Maria had asked if Mercy wanted a Catholic wedding and Mercy guffawed. There would be two weddings. A Hindu wedding and a secular wedding. The morning of the Hindu wedding, Mercy was at Kaly’s house stringing up rows of purple orchids while Kaly hummed and braided her youngest’s hair.

Vikram and Maria rented bicycles at a sporting goods store near Mercy’s apartment. They wanted to cycle to the waterfront and spend some time together.
Alone
, said Maria on the phone to her mother, but she laughed as she said it.

Following Yonge Street southbound, sound is hemmed in by an overpass; on a bike, it is like travelling through a tube of white noise beneath the earth.

Maria had her hands over her ears and watched Vikram go across first. He looked back at her and shouted something. She made a face:
I can’t hear you
. She moved forward and then a car turning right onto the expressway ramp plucked her bicycle up, a circus elephant grabbing a toy with its trunk. Maria flew through the air, landed directly in the centre of the very same crosswalk she’d been negotiating. The light turned red. All the cars stopped. It was so polite: no beeping, no bumpers touching, motionless.

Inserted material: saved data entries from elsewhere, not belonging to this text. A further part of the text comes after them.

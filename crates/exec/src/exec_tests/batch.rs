// SPDX-License-Identifier: MIT
// Copyright (c) 2026 cmdbridge developers

//! Batch runner tests: fail-fast ordering, prefix invariant, timing.

use std::path::Path;

use crate::run_batch;

fn commands(cmds: &[&str]) -> Vec<String> {
    cmds.iter().map(|c| c.to_string()).collect()
}

#[tokio::test]
async fn runs_all_commands_on_success() {
    let dir = tempfile::tempdir().unwrap();
    let batch = run_batch(&commands(&["echo a", "echo b"]), dir.path(), None).await;

    assert!(batch.success);
    assert_eq!(batch.results.len(), 2);
    assert_eq!(batch.results[0].stdout, "a\n");
    assert_eq!(batch.results[1].stdout, "b\n");
    assert!(batch.results.iter().all(|r| r.success && r.exit_code == 0));
}

#[tokio::test]
async fn halts_at_first_failure() {
    let dir = tempfile::tempdir().unwrap();
    let batch = run_batch(&commands(&["true", "false", "true"]), dir.path(), None).await;

    // Exactly two entries: the success and the failure. The third command
    // gets no entry at all.
    assert!(!batch.success);
    assert_eq!(batch.results.len(), 2);
    assert!(batch.results[0].success);
    assert!(!batch.results[1].success);
    assert_eq!(batch.results[1].exit_code, 1);
    assert!(batch.results[1].error.is_none());
}

#[tokio::test]
async fn empty_batch_is_successful() {
    let dir = tempfile::tempdir().unwrap();
    let batch = run_batch(&[], dir.path(), None).await;

    assert!(batch.success);
    assert!(batch.results.is_empty());
    // Nothing ran; total duration is (approximately) zero.
    assert!(batch.total_duration < 100);
}

#[tokio::test]
async fn single_failing_command_yields_one_entry() {
    let dir = tempfile::tempdir().unwrap();
    let batch = run_batch(&commands(&["exit 7"]), dir.path(), None).await;

    assert!(!batch.success);
    assert_eq!(batch.results.len(), 1);
    assert_eq!(batch.results[0].exit_code, 7);
}

#[tokio::test]
async fn records_working_directory_and_command_text() {
    let dir = tempfile::tempdir().unwrap();
    let batch = run_batch(&commands(&["echo hi"]), dir.path(), None).await;

    assert_eq!(batch.results[0].command, "echo hi");
    assert_eq!(batch.results[0].working_directory, dir.path().display().to_string());
}

#[tokio::test]
async fn side_effects_propagate_between_commands() {
    // Later commands see the files earlier ones created.
    let dir = tempfile::tempdir().unwrap();
    let batch = run_batch(
        &commands(&["echo data > marker.txt", "cat marker.txt"]),
        dir.path(),
        None,
    )
    .await;

    assert!(batch.success);
    assert_eq!(batch.results[1].stdout, "data\n");
}

#[tokio::test]
async fn launch_fault_becomes_terminal_entry() {
    let batch = run_batch(
        &commands(&["true", "echo unreachable"]),
        Path::new("/definitely/not/a/dir"),
        None,
    )
    .await;

    assert!(!batch.success);
    assert_eq!(batch.results.len(), 1);
    let entry = &batch.results[0];
    assert_eq!(entry.exit_code, -1);
    assert!(entry.stdout.is_empty());
    assert!(entry.stderr.is_empty());
    assert!(entry.error.as_deref().unwrap_or_default().contains("spawn"));
}

#[tokio::test]
async fn timeout_halts_batch_with_error_entry() {
    let dir = tempfile::tempdir().unwrap();
    let batch = run_batch(
        &commands(&["sleep 5", "echo unreachable"]),
        dir.path(),
        Some(100),
    )
    .await;

    assert!(!batch.success);
    assert_eq!(batch.results.len(), 1);
    assert_eq!(batch.results[0].exit_code, -1);
    assert!(batch.results[0].error.as_deref().unwrap_or_default().contains("timed out"));
}

#[tokio::test]
async fn total_duration_covers_entries() {
    let dir = tempfile::tempdir().unwrap();
    let batch = run_batch(&commands(&["sleep 0.1", "true"]), dir.path(), None).await;

    assert!(batch.success);
    let summed: u64 = batch.results.iter().map(|r| r.duration).sum();
    assert!(batch.total_duration >= 100);
    assert!(batch.total_duration >= summed.saturating_sub(5));
}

Vikram dropped his bicycle and ran back toward Maria. Just before he reached her, the light turned green and one car – a blue SUV – surged forward, pushing him several feet until it stopped suddenly. This all happened in the tail end of a second, it seemed: people opened their car doors and went forward to look at Vikram and Maria. They were bodies now.

Kaly took the call. She turned to stare at Mercy, laughing in her high chair. Mercy felt something, a door had flung open and shadow flooded in, and she turned slowly, thinking, Don’t look. It’s better not to look. But she did, and the look she saw on Kaly’s face was one she recognized from years in the hospital, a look like the smell of rubber gloves and disinfectant. All my life has come out of me, said Kaly’s face. All my life has ended.

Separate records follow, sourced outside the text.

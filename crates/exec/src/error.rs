// SPDX-License-Identifier: MIT
// Copyright (c) 2026 cmdbridge developers

//! Execution error taxonomy.
//!
//! Only launch-level faults are errors. A child process exiting non-zero is
//! ordinary data and never surfaces here.

/// Faults raised by the single-command runner.
#[derive(Debug, thiserror::Error)]
pub enum ExecError {
    /// The host interpreter could not be started.
    #[error("failed to spawn `{command}`: {source}")]
    Spawn {
        command: String,
        source: std::io::Error,
    },

    /// Waiting on the child or collecting its output failed.
    #[error("failed to await `{command}`: {source}")]
    Wait {
        command: String,
        source: std::io::Error,
    },

    /// The command exceeded its timeout and was killed.
    #[error("command `{command}` timed out after {timeout_ms}ms")]
    Timeout { command: String, timeout_ms: u64 },

    /// The ambient working directory could not be resolved.
    #[error("failed to resolve working directory: {source}")]
    CurrentDir { source: std::io::Error },
}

On the drive to the same hospital where Mercy worked, chauffeured by a nephew, the women said nothing.

The day-shift nurses were clustered in admissions when the two mothers entered. “Mercy …,” said the head nurse softly. Mercy began to scream. Kaly patted her on the back, and went to see her son.

That night, Mercy returned to the apartment and pulled the blinds. She told the doorman not to let anyone up to see her. He piled flowers outside her door and removed them when they began to rot. When Vikram could walk, he came over, opening the door with Maria’s key. He found Mercy lying in bed and he turned on the light. She saw that his face had changed: a small petal of pale scar tissue was stamped in the centre of his right cheek. His other eye was wet, open but closed. He leaned on a cane, like an old man.